Reached for comment, Sunlight Foundation communications director Gabriela Schneider declined to speak about Granicus specifically, but she affirmed Sunlight’s interest in ensuring that Congress provides access to video of its official work, citing the Open House Project.

Spengler says Granicus is trying to replicate the experience of coming to a town hall in person, but doing it online. “We’ve built a citizen participation suite over the last couple of years,” he said. “It’s a tool that interacts with processes and is integrated into the agenda. The idea is that feedback is given to [governments] before they make their decisions.”

Cloud-first, platform next

Granicus’ growth will come in mobile, integration of geographic information systems (GIS), and a platform strategy, said Muniz. “Originally, we used the cloud because that was the only way that we could deliver on a shoe-string budget,” he said. “if I had to do it over again, we would have built on Amazon EC2. But when we built the platform in 2000, EC2 didn’t exist. We had to invest in our own infrastructure.”

The hybrid cloud architecture that Granicus built is a differentiator when compared with services like uStream or YouTube, said Muniz. An architecture that places edge nodes on-site with customers saves government agencies from having to invest money in bandwidth internally. “You might save on streaming cost but end up paying more elsewhere,” he said. “We provide a system for cities that don’t have technical acumen.”
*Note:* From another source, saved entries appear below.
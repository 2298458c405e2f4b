//! FILENAME: persistence/src/fixtures.rs
//! Hand-built packages for unit tests.

use std::collections::HashMap;
use std::io::{Cursor, Read, Write};
use zip::write::SimpleFileOptions;
use zip::{CompressionMethod, ZipArchive, ZipWriter};

pub(crate) const APP_XML: &str = r#"<?xml version="1.0" encoding="UTF-8" standalone="yes"?>
<Properties xmlns="http://schemas.openxmlformats.org/officeDocument/2006/extended-properties"><Application>Fixture</Application><DocSecurity>0</DocSecurity></Properties>"#;

const CONTENT_TYPES: &str = r#"<?xml version="1.0" encoding="UTF-8" standalone="yes"?>
<Types xmlns="http://schemas.openxmlformats.org/package/2006/content-types"><Default Extension="rels" ContentType="application/vnd.openxmlformats-package.relationships+xml"/><Default Extension="xml" ContentType="application/xml"/><Override PartName="/xl/workbook.xml" ContentType="application/vnd.openxmlformats-officedocument.spreadsheetml.sheet.main+xml"/><Override PartName="/xl/worksheets/sheet1.xml" ContentType="application/vnd.openxmlformats-officedocument.spreadsheetml.worksheet+xml"/><Override PartName="/xl/worksheets/sheet2.xml" ContentType="application/vnd.openxmlformats-officedocument.spreadsheetml.worksheet+xml"/><Override PartName="/xl/styles.xml" ContentType="application/vnd.openxmlformats-officedocument.spreadsheetml.styles+xml"/><Override PartName="/xl/sharedStrings.xml" ContentType="application/vnd.openxmlformats-officedocument.spreadsheetml.sharedStrings+xml"/><Override PartName="/xl/calcChain.xml" ContentType="application/vnd.openxmlformats-officedocument.spreadsheetml.calcChain+xml"/><Override PartName="/xl/pivotTables/pivotTable1.xml" ContentType="application/vnd.openxmlformats-officedocument.spreadsheetml.pivotTable+xml"/><Override PartName="/xl/pivotCache/pivotCacheDefinition1.xml" ContentType="application/vnd.openxmlformats-officedocument.spreadsheetml.pivotCacheDefinition+xml"/><Override PartName="/xl/pivotCache/pivotCacheRecords1.xml" ContentType="application/vnd.openxmlformats-officedocument.spreadsheetml.pivotCacheRecords+xml"/><Override PartName="/docProps/app.xml" ContentType="application/vnd.openxmlformats-officedocument.extended-properties+xml"/></Types>"#;

const ROOT_RELS: &str = r#"<?xml version="1.0" encoding="UTF-8" standalone="yes"?>
<Relationships xmlns="http://schemas.openxmlformats.org/package/2006/relationships"><Relationship Id="rId1" Type="http://schemas.openxmlformats.org/officeDocument/2006/relationships/officeDocument" Target="xl/workbook.xml"/><Relationship Id="rId2" Type="http://schemas.openxmlformats.org/officeDocument/2006/relationships/extended-properties" Target="docProps/app.xml"/></Relationships>"#;

const WORKBOOK: &str = r#"<?xml version="1.0" encoding="UTF-8" standalone="yes"?>
<workbook xmlns="http://schemas.openxmlformats.org/spreadsheetml/2006/main" xmlns:r="http://schemas.openxmlformats.org/officeDocument/2006/relationships"><bookViews><workbookView/></bookViews><sheets><sheet name="Data" sheetId="1" r:id="rId1"/><sheet name="Report" sheetId="2" r:id="rId2"/></sheets><pivotCaches><pivotCache cacheId="1" r:id="rId5"/></pivotCaches></workbook>"#;

const WORKBOOK_RELS: &str = r#"<?xml version="1.0" encoding="UTF-8" standalone="yes"?>
<Relationships xmlns="http://schemas.openxmlformats.org/package/2006/relationships"><Relationship Id="rId1" Type="http://schemas.openxmlformats.org/officeDocument/2006/relationships/worksheet" Target="worksheets/sheet1.xml"/><Relationship Id="rId2" Type="http://schemas.openxmlformats.org/officeDocument/2006/relationships/worksheet" Target="worksheets/sheet2.xml"/><Relationship Id="rId3" Type="http://schemas.openxmlformats.org/officeDocument/2006/relationships/styles" Target="styles.xml"/><Relationship Id="rId4" Type="http://schemas.openxmlformats.org/officeDocument/2006/relationships/sharedStrings" Target="sharedStrings.xml"/><Relationship Id="rId5" Type="http://schemas.openxmlformats.org/officeDocument/2006/relationships/pivotCacheDefinition" Target="pivotCache/pivotCacheDefinition1.xml"/><Relationship Id="rId6" Type="http://schemas.openxmlformats.org/officeDocument/2006/relationships/calcChain" Target="calcChain.xml"/></Relationships>"#;

const SHARED_STRINGS: &str = r#"<?xml version="1.0" encoding="UTF-8" standalone="yes"?>
<sst xmlns="http://schemas.openxmlformats.org/spreadsheetml/2006/main" count="9" uniqueCount="8"><si><t>Region</t></si><si><t>Rep</t></si><si><t>Amount</t></si><si><t>North</t></si><si><t>South</t></si><si><t>Ann</t></si><si><t>Bob</t></si><si><t>Cid</t></si></sst>"#;

const STYLES: &str = r#"<?xml version="1.0" encoding="UTF-8" standalone="yes"?>
<styleSheet xmlns="http://schemas.openxmlformats.org/spreadsheetml/2006/main"><fonts count="2"><font><sz val="11"/><name val="Calibri"/></font><font><b/><sz val="11"/><name val="Calibri"/></font></fonts><fills count="1"><fill><patternFill patternType="none"/></fill></fills><borders count="1"><border/></borders><cellStyleXfs count="1"><xf numFmtId="0" fontId="0" fillId="0" borderId="0"/></cellStyleXfs><cellXfs count="2"><xf numFmtId="0" fontId="0" fillId="0" borderId="0" xfId="0"/><xf numFmtId="0" fontId="1" fillId="0" borderId="0" xfId="0" applyFont="1"/></cellXfs></styleSheet>"#;

const DATA_SHEET: &str = r#"<?xml version="1.0" encoding="UTF-8" standalone="yes"?>
<worksheet xmlns="http://schemas.openxmlformats.org/spreadsheetml/2006/main" xmlns:r="http://schemas.openxmlformats.org/officeDocument/2006/relationships"><dimension ref="A1:C4"/><sheetData><row r="1"><c r="A1" t="s" s="1"><v>0</v></c><c r="B1" t="s" s="1"><v>1</v></c><c r="C1" t="s" s="1"><v>2</v></c></row><row r="2"><c r="A2" t="s"><v>3</v></c><c r="B2" t="s"><v>5</v></c><c r="C2"><v>10</v></c></row><row r="3"><c r="A3" t="s"><v>4</v></c><c r="B3" t="s"><v>6</v></c><c r="C3"><v>20</v></c></row><row r="4"><c r="A4" t="s"><v>3</v></c><c r="B4" t="s"><v>7</v></c><c r="C4"><v>5</v></c></row></sheetData><pageMargins left="0.7" right="0.7" top="0.75" bottom="0.75" header="0.3" footer="0.3"/></worksheet>"#;

const REPORT_SHEET: &str = r#"<?xml version="1.0" encoding="UTF-8" standalone="yes"?>
<worksheet xmlns="http://schemas.openxmlformats.org/spreadsheetml/2006/main" xmlns:r="http://schemas.openxmlformats.org/officeDocument/2006/relationships"><dimension ref="A1:B6"/><sheetData><row r="1"><c r="A1"><f>SUM(Data!C2:C4)</f><v>35</v></c></row><row r="3"><c r="A3" t="str"><v>Row Labels</v></c><c r="B3" t="str"><v>Sum of Amount</v></c></row><row r="4"><c r="A4" t="str"><v>North</v></c><c r="B4"><v>15</v></c></row><row r="5"><c r="A5" t="str"><v>South</v></c><c r="B5"><v>20</v></c></row><row r="6"><c r="A6" t="str"><v>Grand Total</v></c><c r="B6"><v>35</v></c></row></sheetData></worksheet>"#;

const REPORT_SHEET_RELS: &str = r#"<?xml version="1.0" encoding="UTF-8" standalone="yes"?>
<Relationships xmlns="http://schemas.openxmlformats.org/package/2006/relationships"><Relationship Id="rId1" Type="http://schemas.openxmlformats.org/officeDocument/2006/relationships/pivotTable" Target="../pivotTables/pivotTable1.xml"/></Relationships>"#;

const PIVOT_TABLE: &str = r#"<?xml version="1.0" encoding="UTF-8" standalone="yes"?>
<pivotTableDefinition xmlns="http://schemas.openxmlformats.org/spreadsheetml/2006/main" name="SalesByRegion" cacheId="1" dataCaption="Values"><location ref="A3:B6" firstHeaderRow="1" firstDataRow="1" firstDataCol="1"/><pivotFields count="3"><pivotField axis="axisRow" showAll="0"><items count="3"><item x="0"/><item x="1"/><item t="default"/></items></pivotField><pivotField showAll="0"/><pivotField dataField="1" showAll="0"/></pivotFields><rowFields count="1"><field x="0"/></rowFields><dataFields count="1"><dataField name="Sum of Amount" fld="2" baseField="0" baseItem="0"/></dataFields></pivotTableDefinition>"#;

const PIVOT_TABLE_RELS: &str = r#"<?xml version="1.0" encoding="UTF-8" standalone="yes"?>
<Relationships xmlns="http://schemas.openxmlformats.org/package/2006/relationships"><Relationship Id="rId1" Type="http://schemas.openxmlformats.org/officeDocument/2006/relationships/pivotCacheDefinition" Target="../pivotCache/pivotCacheDefinition1.xml"/></Relationships>"#;

const PIVOT_CACHE: &str = r#"<?xml version="1.0" encoding="UTF-8" standalone="yes"?>
<pivotCacheDefinition xmlns="http://schemas.openxmlformats.org/spreadsheetml/2006/main" xmlns:r="http://schemas.openxmlformats.org/officeDocument/2006/relationships" r:id="rId1" recordCount="3"><cacheSource type="worksheet"><worksheetSource ref="A1:C4" sheet="Data"/></cacheSource><cacheFields count="3"><cacheField name="Region" numFmtId="0"><sharedItems count="2"><s v="North"/><s v="South"/></sharedItems></cacheField><cacheField name="Rep" numFmtId="0"><sharedItems/></cacheField><cacheField name="Amount" numFmtId="0"><sharedItems containsNumber="1" containsInteger="1" minValue="5" maxValue="20"/></cacheField></cacheFields></pivotCacheDefinition>"#;

const PIVOT_CACHE_RELS: &str = r#"<?xml version="1.0" encoding="UTF-8" standalone="yes"?>
<Relationships xmlns="http://schemas.openxmlformats.org/package/2006/relationships"><Relationship Id="rId1" Type="http://schemas.openxmlformats.org/officeDocument/2006/relationships/pivotCacheRecords" Target="pivotCacheRecords1.xml"/></Relationships>"#;

const PIVOT_RECORDS: &str = r#"<?xml version="1.0" encoding="UTF-8" standalone="yes"?>
<pivotCacheRecords xmlns="http://schemas.openxmlformats.org/spreadsheetml/2006/main" count="3"><r><x v="0"/><s v="Ann"/><n v="10"/></r><r><x v="1"/><s v="Bob"/><n v="20"/></r><r><x v="0"/><s v="Cid"/><n v="5"/></r></pivotCacheRecords>"#;

const CALC_CHAIN: &str = r#"<?xml version="1.0" encoding="UTF-8" standalone="yes"?>
<calcChain xmlns="http://schemas.openxmlformats.org/spreadsheetml/2006/main"><c r="A1" i="2"/></calcChain>"#;

/// Two sheets: `Data` (A1:C4, header plus three sales rows) and `Report`,
/// which holds a total formula in A1 and a pivot table at A3:B6 summing
/// Amount by Region.
pub(crate) fn sales_template() -> Vec<u8> {
    zip_of(&[
        ("[Content_Types].xml", CONTENT_TYPES),
        ("_rels/.rels", ROOT_RELS),
        ("docProps/app.xml", APP_XML),
        ("xl/workbook.xml", WORKBOOK),
        ("xl/_rels/workbook.xml.rels", WORKBOOK_RELS),
        ("xl/styles.xml", STYLES),
        ("xl/sharedStrings.xml", SHARED_STRINGS),
        ("xl/worksheets/sheet1.xml", DATA_SHEET),
        ("xl/worksheets/sheet2.xml", REPORT_SHEET),
        ("xl/worksheets/_rels/sheet2.xml.rels", REPORT_SHEET_RELS),
        ("xl/pivotTables/pivotTable1.xml", PIVOT_TABLE),
        ("xl/pivotTables/_rels/pivotTable1.xml.rels", PIVOT_TABLE_RELS),
        ("xl/pivotCache/pivotCacheDefinition1.xml", PIVOT_CACHE),
        ("xl/pivotCache/_rels/pivotCacheDefinition1.xml.rels", PIVOT_CACHE_RELS),
        ("xl/pivotCache/pivotCacheRecords1.xml", PIVOT_RECORDS),
        ("xl/calcChain.xml", CALC_CHAIN),
    ])
}

/// The sales template plus a deflated part of `zeros` zero bytes.
pub(crate) fn bomb_template(zeros: usize) -> Vec<u8> {
    let mut zip = ZipWriter::new(Cursor::new(Vec::new()));
    let options = SimpleFileOptions::default().compression_method(CompressionMethod::Deflated);
    let mut archive = ZipArchive::new(Cursor::new(sales_template())).unwrap();
    for i in 0..archive.len() {
        let mut entry = archive.by_index(i).unwrap();
        let name = entry.name().to_string();
        let mut data = Vec::new();
        entry.read_to_end(&mut data).unwrap();
        zip.start_file(name, options).unwrap();
        zip.write_all(&data).unwrap();
    }
    zip.start_file("xl/media/padding.bin", options).unwrap();
    let chunk = vec![0u8; 64 * 1024];
    let mut left = zeros;
    while left > 0 {
        let n = left.min(chunk.len());
        zip.write_all(&chunk[..n]).unwrap();
        left -= n;
    }
    zip.finish().unwrap().into_inner()
}

pub(crate) fn zip_of(parts: &[(&str, &str)]) -> Vec<u8> {
    let mut zip = ZipWriter::new(Cursor::new(Vec::new()));
    let options = SimpleFileOptions::default().compression_method(CompressionMethod::Deflated);
    for (name, content) in parts {
        zip.start_file(*name, options).unwrap();
        zip.write_all(content.as_bytes()).unwrap();
    }
    zip.finish().unwrap().into_inner()
}

/// Every entry of a package as text, keyed by name.
pub(crate) fn unzip(bytes: &[u8]) -> HashMap<String, String> {
    let mut archive = ZipArchive::new(Cursor::new(bytes)).unwrap();
    let mut parts = HashMap::new();
    for i in 0..archive.len() {
        let mut entry = archive.by_index(i).unwrap();
        let mut text = String::new();
        entry.read_to_string(&mut text).unwrap();
        parts.insert(entry.name().to_string(), text);
    }
    parts
}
Granicus originally used Windows Media for its video files, but the company is now converting their entire library to H.264, which Muniz sees as the “clear leader” with respect to a digital video format. While he’s keeping an eye on WebM, Muniz says they can’t afford to be an early adopter. Granicus now offers video in Flash and HTML5-compatible formats.

The company’s platform strategy is at an early stage, but it’s key to continued growth. “We believe we can’t keep up with the pace of innovation by ourselves,” Spengler said. Muniz expects to roll out APIs to allow government customers and civic developers to reach into Granicus’ entire dataset.

“You can extract data or move it from the platform, but we try to offer a ton of value on the platform,” said Muniz. “If we keep value high, and prices low, we believe it will be hard to justify a move. I don’t believe in technology lock in. I believe in value lock in.”